Kit Carson dirigió una despectiva mirada al que había hablado.

—Creo que mi general olvida que cuando España conquistó América no andaba sólo metida en guerras civiles, sino que además ocupaba media Europa y aún le sobraban fuerzas para extenderse hacia Asia y África.

—Opino que el señor Carson tiene razón —dijo un representante del Gobierno—. El presidente desea confiar en el juicio de un hombre que, en realidad, es el único que conoce aquellas regiones. ¿Qué aconseja el señor Carson?

—La guerra contra Méjico es inevitable.

—Los estados del Norte no la desean —advirtió un senador por Connecticut.

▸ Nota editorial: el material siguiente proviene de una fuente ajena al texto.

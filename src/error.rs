use std::io;

/// A enum that contains the different types of errors that the library returns as part of Result's.
#[non_exhaustive]
#[derive(Debug)]
pub enum Error {
    /// The generation config can't produce a password, e.g. a zero length.
    InvalidConfig(String),
    /// The operating system offers no cryptographically strong random source.
    NoSecureRandomSource,
    /// A textual code point range that couldn't be parsed.
    InvalidRange(String),
    Io(io::Error),
    ConfigError(config::ConfigError),
    SerError(toml::ser::Error),
    Generic(&'static str),
}

impl From<io::Error> for Error {
    fn from(err: io::Error) -> Self {
        Self::Io(err)
    }
}

impl From<config::ConfigError> for Error {
    fn from(err: config::ConfigError) -> Self {
        Self::ConfigError(err)
    }
}

impl From<toml::ser::Error> for Error {
    fn from(err: toml::ser::Error) -> Self {
        Self::SerError(err)
    }
}

impl From<rand::Error> for Error {
    fn from(_err: rand::Error) -> Self {
        Self::NoSecureRandomSource
    }
}

impl std::fmt::Display for Error {
    fn fmt(&self, f: &mut std::fmt::Formatter) -> std::fmt::Result {
        match self {
            Self::InvalidConfig(err) => write!(f, "invalid config: {err}"),
            Self::NoSecureRandomSource => write!(f, "no secure random source available"),
            Self::InvalidRange(err) => write!(f, "invalid code point range: {err}"),
            Self::Io(err) => write!(f, "{err}"),
            Self::ConfigError(err) => write!(f, "{err}"),
            Self::SerError(err) => write!(f, "{err}"),
            Self::Generic(err) => write!(f, "{err}"),
        }
    }
}

impl std::error::Error for Error {}

/// Convenience type for Results
pub type Result<T> = std::result::Result<T, Error>;

#[cfg(test)]
#[path = "tests/error.rs"]
mod error_tests;
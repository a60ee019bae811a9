//! Text representations of a password for handing it to PowerShell.

use base64::{engine::general_purpose::STANDARD, Engine};
use serde::Serialize;
use zeroize::{Zeroize, ZeroizeOnDrop};

use crate::password_generator::{Combinations, PasswordResult};

/// The UTF-16LE bytes of the password, which is how .NET strings are laid out.
pub fn utf16le_bytes(password: &str) -> Vec<u8> {
    password
        .encode_utf16()
        .flat_map(|unit| unit.to_le_bytes())
        .collect()
}

pub fn utf16le_base64(password: &str) -> String {
    STANDARD.encode(utf16le_bytes(password))
}

/// Escapes the characters PowerShell interprets inside a double quoted string.
fn escape_double_quoted(password: &str) -> String {
    let mut escaped = String::with_capacity(password.len());
    for ch in password.chars() {
        if matches!(ch, '`' | '"' | '$') {
            escaped.push('`');
        }
        escaped.push(ch);
    }
    escaped
}

pub fn powershell_secure_string_command(password: &str) -> String {
    format!(
        "ConvertTo-SecureString -String \"{}\" -AsPlainText -Force",
        escape_double_quoted(password)
    )
}

/// A snippet rebuilding the password as a read-only `SecureString` without the plain text ever
/// appearing in the script.
pub fn powershell_secure_string_from_base64(password: &str) -> String {
    format!(
        "$b = [System.Convert]::FromBase64String('{}'); \
         $s = [System.Text.Encoding]::Unicode.GetString($b); \
         $ss = New-Object System.Security.SecureString; \
         foreach ($c in $s.ToCharArray()) {{ $ss.AppendChar($c) }}; \
         $ss.MakeReadOnly(); $ss",
        utf16le_base64(password)
    )
}

/// Everything the command line prints about one password.
#[derive(Serialize, Zeroize, ZeroizeOnDrop)]
pub struct PasswordReport {
    #[serde(rename = "Password")]
    pub password: String,
    #[serde(rename = "Combinations")]
    #[zeroize(skip)]
    pub combinations: Combinations,
    #[serde(rename = "PowerShellCreateSecureString")]
    pub secure_string_command: String,
    #[serde(rename = "PowerShellCreateSecureStringFromBase64")]
    pub secure_string_from_base64: String,
    #[serde(rename = "PasswordUtf16Base64")]
    pub utf16_base64: String,
}

impl PasswordReport {
    pub fn new(result: &PasswordResult) -> Self {
        let password = result.password();
        Self {
            password: password.to_owned(),
            combinations: result.combinations(),
            secure_string_command: powershell_secure_string_command(password),
            secure_string_from_base64: powershell_secure_string_from_base64(password),
            utf16_base64: utf16le_base64(password),
        }
    }
}

#[cfg(test)]
#[path = "tests/secure_string.rs"]
mod secure_string_tests;
use std::{
    fs,
    path::{Path, PathBuf},
};

use log::{debug, warn};
use serde::{Deserialize, Serialize};

use crate::{
    charsets::{Category, CodePointRange},
    error::{Error, Result},
    password_generator::GenerationConfig,
};

/// Prefix of the environment variables that override the settings file.
pub const ENV_PREFIX: &str = "STRONGPW";

/// Persistent defaults for the command line, as stored in `settings.toml`.
#[derive(Clone, Debug, PartialEq, Eq, Serialize, Deserialize)]
#[serde(default)]
pub struct Settings {
    pub length: usize,
    pub categories: Vec<String>,
    pub include_all_unicode: bool,
    pub include_emoji: bool,
    pub include_symbols: bool,
    pub include_dingbats: bool,
    pub exclude_ranges: Vec<String>,
}

impl Default for Settings {
    fn default() -> Self {
        Self {
            length: 32,
            categories: vec!["latin".to_owned(), "numbers".to_owned(), "signs".to_owned()],
            include_all_unicode: false,
            include_emoji: false,
            include_symbols: false,
            include_dingbats: false,
            exclude_ranges: vec![],
        }
    }
}

/// Parses exclusion ranges leniently: anything malformed is logged and skipped.
pub fn parse_ranges<S: AsRef<str>>(ranges: &[S]) -> Vec<CodePointRange> {
    ranges
        .iter()
        .filter_map(|range| match range.as_ref().parse::<CodePointRange>() {
            Ok(r) => Some(r),
            Err(err) => {
                warn!("ignoring exclusion range: {err}");
                None
            }
        })
        .collect()
}

impl Settings {
    pub fn categories(&self) -> Vec<Category> {
        self.categories
            .iter()
            .filter_map(|name| match name.parse::<Category>() {
                Ok(c) => Some(c),
                Err(_) => {
                    warn!("ignoring unknown category '{name}' in settings");
                    None
                }
            })
            .collect()
    }

    pub fn to_generation_config(&self) -> GenerationConfig {
        let mut config = GenerationConfig::new(self.length)
            .with_categories(self.categories())
            .include_all_unicode(self.include_all_unicode)
            .include_emoji(self.include_emoji)
            .include_symbols(self.include_symbols)
            .include_dingbats(self.include_dingbats);
        config.exclude_ranges = parse_ranges(&self.exclude_ranges);
        config
    }
}

impl From<&GenerationConfig> for Settings {
    fn from(config: &GenerationConfig) -> Self {
        Self {
            length: config.length,
            categories: config
                .categories
                .iter()
                .map(|c| c.name().to_owned())
                .collect(),
            include_all_unicode: config.include_all_unicode,
            include_emoji: config.include_emoji,
            include_symbols: config.include_symbols,
            include_dingbats: config.include_dingbats,
            exclude_ranges: config.exclude_ranges.iter().map(|r| r.to_string()).collect(),
        }
    }
}

/// Location of the settings file, `$XDG_CONFIG_HOME/strongpw/settings.toml` or
/// `$HOME/.config/strongpw/settings.toml`.
pub fn xdg_config_file_location(
    home: Option<&Path>,
    xdg_config_home: Option<&Path>,
) -> Result<PathBuf> {
    let config_home = match (xdg_config_home, home) {
        (Some(xdg), _) => xdg.to_path_buf(),
        (None, Some(home)) => home.join(".config"),
        (None, None) => return Err(Error::Generic("no home directory")),
    };

    Ok(config_home.join("strongpw").join("settings.toml"))
}

fn layered_settings(file: &Path, env_prefix: &str) -> Result<Settings> {
    let mut settings = config::Config::default();
    settings.merge(config::File::from(file.to_path_buf()).required(false))?;
    settings.merge(config::Environment::with_prefix(env_prefix))?;

    Ok(settings.try_into::<Settings>()?)
}

/// Reads the settings file and applies environment overrides on top of it. A missing file
/// yields the defaults.
pub fn read_config(
    home: Option<&Path>,
    xdg_config_home: Option<&Path>,
) -> Result<(Settings, PathBuf)> {
    let location = xdg_config_file_location(home, xdg_config_home)?;
    debug!("reading settings from {}", location.display());

    let settings = layered_settings(&location, ENV_PREFIX)?;
    Ok((settings, location))
}

pub fn save_config(settings: &Settings, config_file_location: &Path) -> Result<()> {
    let contents = toml::to_string_pretty(settings)?;

    if let Some(parent) = config_file_location.parent() {
        fs::create_dir_all(parent)?;
    }
    fs::write(config_file_location, contents)?;

    Ok(())
}

#[cfg(test)]
#[path = "tests/settings.rs"]
mod settings_tests;
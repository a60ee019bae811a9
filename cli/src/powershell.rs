/*  Strongpw - a randomized password generator
    Copyright (C) 2025 The strongpw developers

    This program is free software: you can redistribute it and/or modify
    it under the terms of the GNU General Public License as published by
    the Free Software Foundation, either version 3 of the License, or
    (at your option) any later version.

    This program is distributed in the hope that it will be useful,
    but WITHOUT ANY WARRANTY; without even the implied warranty of
    MERCHANTABILITY or FITNESS FOR A PARTICULAR PURPOSE.  See the
    GNU General Public License for more details.

    You should have received a copy of the GNU General Public License
    along with this program.  If not, see <https://www.gnu.org/licenses/>.
*/

//! Runs the PowerShell implementation of the generator, which hands back the password together
//! with a `SecureString`.

use std::{
    io::Read,
    path::{Path, PathBuf},
    process::{Command, Stdio},
    thread,
    time::{Duration, Instant},
};

use anyhow::{bail, Context, Result};
use log::debug;

use strongpw::{charsets::Category, GenerationConfig};

/// How long one PowerShell attempt may run before it's killed.
pub const TIMEOUT: Duration = Duration::from_secs(20);

pub fn module_path(cwd: &Path) -> PathBuf {
    cwd.join("ps")
        .join("src")
        .join("StrongPwGenerator.Core.psm1")
}

/// PowerShell executables to try, in order.
pub fn candidates() -> &'static [&'static str] {
    if cfg!(windows) {
        &["powershell.exe", "pwsh"]
    } else {
        &["pwsh", "powershell"]
    }
}

pub fn build_command(module: &Path, config: &GenerationConfig) -> String {
    let mut call = vec![
        "New-StrongPasswordObject".to_owned(),
        format!("-Length {}", config.length),
    ];

    for (category, switch) in [
        (Category::Latin, "IncludeLatin"),
        (Category::Numbers, "IncludeNumbers"),
        (Category::Signs, "IncludeSigns"),
    ] {
        if config.categories.contains(&category) {
            call.push(format!("-{switch} $true"));
        }
    }
    for (enabled, switch) in [
        (config.include_emoji, "IncludeEmoji"),
        (config.include_symbols, "IncludeSymbols"),
        (config.include_dingbats, "IncludeDingbats"),
    ] {
        if enabled {
            call.push(format!("-{switch} $true"));
        }
    }
    if config.include_all_unicode {
        call.push("-IncludeAllUnicode".to_owned());
    }
    for range in config.exclude_ranges.iter().filter(|r| !r.is_inverted()) {
        call.push(format!(
            "-ExcludeRanges @{{ Start = {}; End = {} }}",
            range.start, range.end
        ));
    }

    [
        format!("Import-Module \"{}\" -Force", module.display()),
        format!("$o = {}", call.join(" ")),
        "$o | ConvertTo-Json -Compress".to_owned(),
    ]
    .join("; ")
}

/// Runs `exe -NoProfile -Command command`, killing it once `timeout` has passed.
pub fn run_with_timeout(exe: &str, command: &str, timeout: Duration) -> Result<String> {
    let mut child = Command::new(exe)
        .args(["-NoProfile", "-Command", command])
        .stdin(Stdio::null())
        .stdout(Stdio::piped())
        .stderr(Stdio::inherit())
        .spawn()
        .with_context(|| format!("failed to start {exe}"))?;

    let mut stdout = child.stdout.take().context("no stdout")?;
    let reader = thread::spawn(move || -> std::io::Result<String> {
        let mut output = String::new();
        stdout.read_to_string(&mut output)?;
        Ok(output)
    });

    let deadline = Instant::now() + timeout;
    let status = loop {
        if let Some(status) = child.try_wait()? {
            break status;
        }
        if Instant::now() >= deadline {
            child.kill()?;
            child.wait()?;
            bail!("{exe} timed out after {} seconds", timeout.as_secs());
        }
        thread::sleep(Duration::from_millis(50));
    };

    let output = match reader.join() {
        Ok(output) => output?,
        Err(_) => bail!("reading the output of {exe} failed"),
    };
    if !status.success() {
        bail!("{exe} exited with {status}");
    }

    Ok(output)
}

/// Checks that PowerShell printed a password object rather than something else.
fn check_output(output: &str) -> Result<()> {
    let value: serde_json::Value =
        serde_json::from_str(output).context("PowerShell output was not valid JSON")?;
    if value.get("Password").is_none() {
        bail!("PowerShell output has no Password field");
    }
    Ok(())
}

pub fn run(config: &GenerationConfig, cwd: &Path) -> Result<String> {
    let command = build_command(&module_path(cwd), config);

    for exe in candidates() {
        match run_with_timeout(exe, &command, TIMEOUT) {
            Ok(output) => {
                let output = output.trim();
                check_output(output)?;
                return Ok(output.to_owned());
            }
            Err(err) => debug!("{exe}: {err:#}"),
        }
    }

    bail!(
        "No PowerShell executable found (tried {}).",
        candidates().join(" and ")
    )
}

#[cfg(test)]
#[path = "tests/powershell.rs"]
mod powershell_tests;
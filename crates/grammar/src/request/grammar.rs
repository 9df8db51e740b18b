//! Request assembly.
//!
//! Wraps compiled body components into the payloads expected by the
//! engine's search, index, update and delete endpoints.

use serde_json::{Map, Value, json};

use super::builder::SearchBuilder;
use super::components::{Component, SELECT_COMPONENTS};
use super::types::SearchRequest;
use crate::config::GrammarConfig;
use crate::error::GrammarResult;
use crate::predicate::BooleanCompiler;

/// Compiles [`SearchBuilder`] state into request payloads.
#[derive(Debug, Clone)]
pub struct Grammar {
    compiler: BooleanCompiler,
    components: Vec<(String, Component)>,
}

impl Default for Grammar {
    fn default() -> Self {
        Self {
            compiler: BooleanCompiler::default(),
            components: default_components(),
        }
    }
}

fn default_components() -> Vec<(String, Component)> {
    SELECT_COMPONENTS
        .iter()
        .map(|(key, component)| ((*key).to_string(), *component))
        .collect()
}

impl Grammar {
    /// Create a grammar with validated configuration and the default component table.
    pub fn new(config: GrammarConfig) -> GrammarResult<Self> {
        Ok(Self {
            compiler: BooleanCompiler::new(config)?,
            components: default_components(),
        })
    }

    /// Replace the `(output key, component)` table, in compile order.
    pub fn with_components<I, K>(mut self, components: I) -> Self
    where
        I: IntoIterator<Item = (K, Component)>,
        K: Into<String>,
    {
        self.components = components
            .into_iter()
            .map(|(key, component)| (key.into(), component))
            .collect();
        self
    }

    pub fn config(&self) -> &GrammarConfig {
        self.compiler.config()
    }

    /// Compile every component present on `builder`, keyed by its output key.
    pub fn compile_components(&self, builder: &SearchBuilder) -> GrammarResult<Map<String, Value>> {
        let mut body = Map::new();
        for (key, component) in &self.components {
            if component.is_present(builder) {
                body.insert(key.clone(), component.compile(&self.compiler, builder)?);
            }
        }

        tracing::debug!(
            keys = ?body.keys().collect::<Vec<_>>(),
            "compiled request components"
        );
        Ok(body)
    }

    /// Build a search request: routing keys are lifted out of the body.
    pub fn compile_select(&self, builder: &SearchBuilder) -> GrammarResult<SearchRequest> {
        let mut body = self.compile_components(builder)?;
        let index = take_string(&mut body, "index");
        let doc_type = take_string(&mut body, "type");
        let scroll = take_string(&mut body, "scroll").filter(|s| !s.is_empty());

        Ok(SearchRequest {
            body,
            index,
            doc_type,
            scroll,
        })
    }

    /// Build an index-document request storing `document` under `id`.
    pub fn compile_create(
        &self,
        builder: &SearchBuilder,
        id: impl Into<String>,
        document: Value,
    ) -> GrammarResult<Value> {
        self.with_id(builder, id, Some(document))
    }

    /// Build a partial-update request merging `document` into `id`.
    pub fn compile_update(
        &self,
        builder: &SearchBuilder,
        id: impl Into<String>,
        document: Value,
    ) -> GrammarResult<Value> {
        self.with_id(builder, id, Some(json!({ "doc": document })))
    }

    pub fn compile_delete(
        &self,
        builder: &SearchBuilder,
        id: impl Into<String>,
    ) -> GrammarResult<Value> {
        self.with_id(builder, id, None)
    }

    fn with_id(
        &self,
        builder: &SearchBuilder,
        id: impl Into<String>,
        body: Option<Value>,
    ) -> GrammarResult<Value> {
        let mut params = Map::new();
        params.insert("id".to_string(), Value::String(id.into()));
        if let Some(body) = body {
            params.insert("body".to_string(), body);
        }
        // Components win on key collisions.
        params.extend(self.compile_components(builder)?);
        Ok(Value::Object(params))
    }
}

fn take_string(body: &mut Map<String, Value>, key: &str) -> Option<String> {
    match body.remove(key)? {
        Value::String(s) => Some(s),
        Value::Null => None,
        other => Some(other.to_string()),
    }
}
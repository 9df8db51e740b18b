//! Grammar error types.

use thiserror::Error;

/// Errors raised while compiling builder state into engine DSL.
#[derive(Debug, Error, Clone, PartialEq, Eq)]
pub enum GrammarError {
    /// A condition violates its structural invariants.
    #[error("invalid condition at position {index}: {reason}")]
    InvalidCondition {
        /// Position of the offending condition within its own list.
        index: usize,
        /// What is wrong with it.
        reason: String,
    },

    /// Leaf type not understood by the translator (strict mode only).
    #[error("unknown leaf type '{leaf_type}'")]
    UnknownLeafType {
        /// The leaf type name as given by the caller.
        leaf_type: String,
    },

    /// Configuration could not be parsed or failed validation.
    #[error("invalid grammar configuration: {0}")]
    Config(String),
}

/// Result type alias using GrammarError.
pub type GrammarResult<T> = Result<T, GrammarError>;
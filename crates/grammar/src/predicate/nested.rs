//! Nested object field expansion.
//!
//! A field such as `comments@author.name` lives inside the nested object
//! `comments`. The engine addresses it by its full path from the document
//! root (`comments.author.name`) and requires a `nested` query scoped to
//! the object path.

use serde_json::json;

use super::tree::Clause;

/// Rewrites marked fields into `nested` query wrappers.
#[derive(Debug, Clone, Copy)]
pub struct NestedPathExpander {
    marker: char,
}

impl NestedPathExpander {
    pub fn new(marker: char) -> Self {
        Self { marker }
    }

    /// Whether `field` references a nested object.
    pub fn is_nested(&self, field: &str) -> bool {
        field.contains(self.marker)
    }

    /// Split a marked field into its object path and full dotted field path.
    ///
    /// Every marker becomes a `.`, but only the first segment is used as the
    /// nested scope: one nesting boundary per field.
    pub fn split<'f>(&self, field: &'f str) -> Option<(&'f str, String)> {
        let (path, _) = field.split_once(self.marker)?;
        let full_path = field.split(self.marker).collect::<Vec<_>>().join(".");
        Some((path, full_path))
    }

    /// Translate `field`, wrapping the result in a `nested` query when the
    /// field is marked. Unmarked fields are translated as-is.
    pub fn expand<F>(&self, field: &str, translate: F) -> Clause
    where
        F: FnOnce(&str) -> Clause,
    {
        let Some((path, full_path)) = self.split(field) else {
            return translate(field);
        };

        tracing::trace!(path, field = %full_path, "expanding nested field");
        let inner = translate(&full_path);
        Clause::keyed(
            "nested",
            json!({
                "path": path,
                "query": { "bool": { "must": [inner.to_value()] } },
            }),
        )
    }
}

—Pero sí la quieren los estados del Sur, que son los que han de proporcionar las más importantes fuerzas. Los del Norte sacarán beneficios comerciales, que es lo que más les importa. Pero aunque no fuera así, la guerra estallaría. Cuando se ve una casa abierta a todos los vientos, llena de riquezas y cuyos dueños, en vez de unirse para defenderla, se desunen para pelear, es inevitable que, y perdonen la comparación, digo que es inevitable que los ladrones se presenten y se lleven las riquezas. Lo mismo ocurre con Méjico. Primero fue Tejas, pero aún quedan muchos territorios más allá de El Paso y de San Diego que a Méjico sólo le sirven de estorbo y, en cambio, darían una unidad perfecta a nuestro futuro mapa. Son territorios deshabitados, pero que algún día serán riquísimos. Yo aconsejo, pues, que se comiencen a hacer los preparativos y que se envíen algunos buques de guerra a la costa del Pacífico para que sus tripulantes, en el momento convenido, se apoderen de los puertos de California.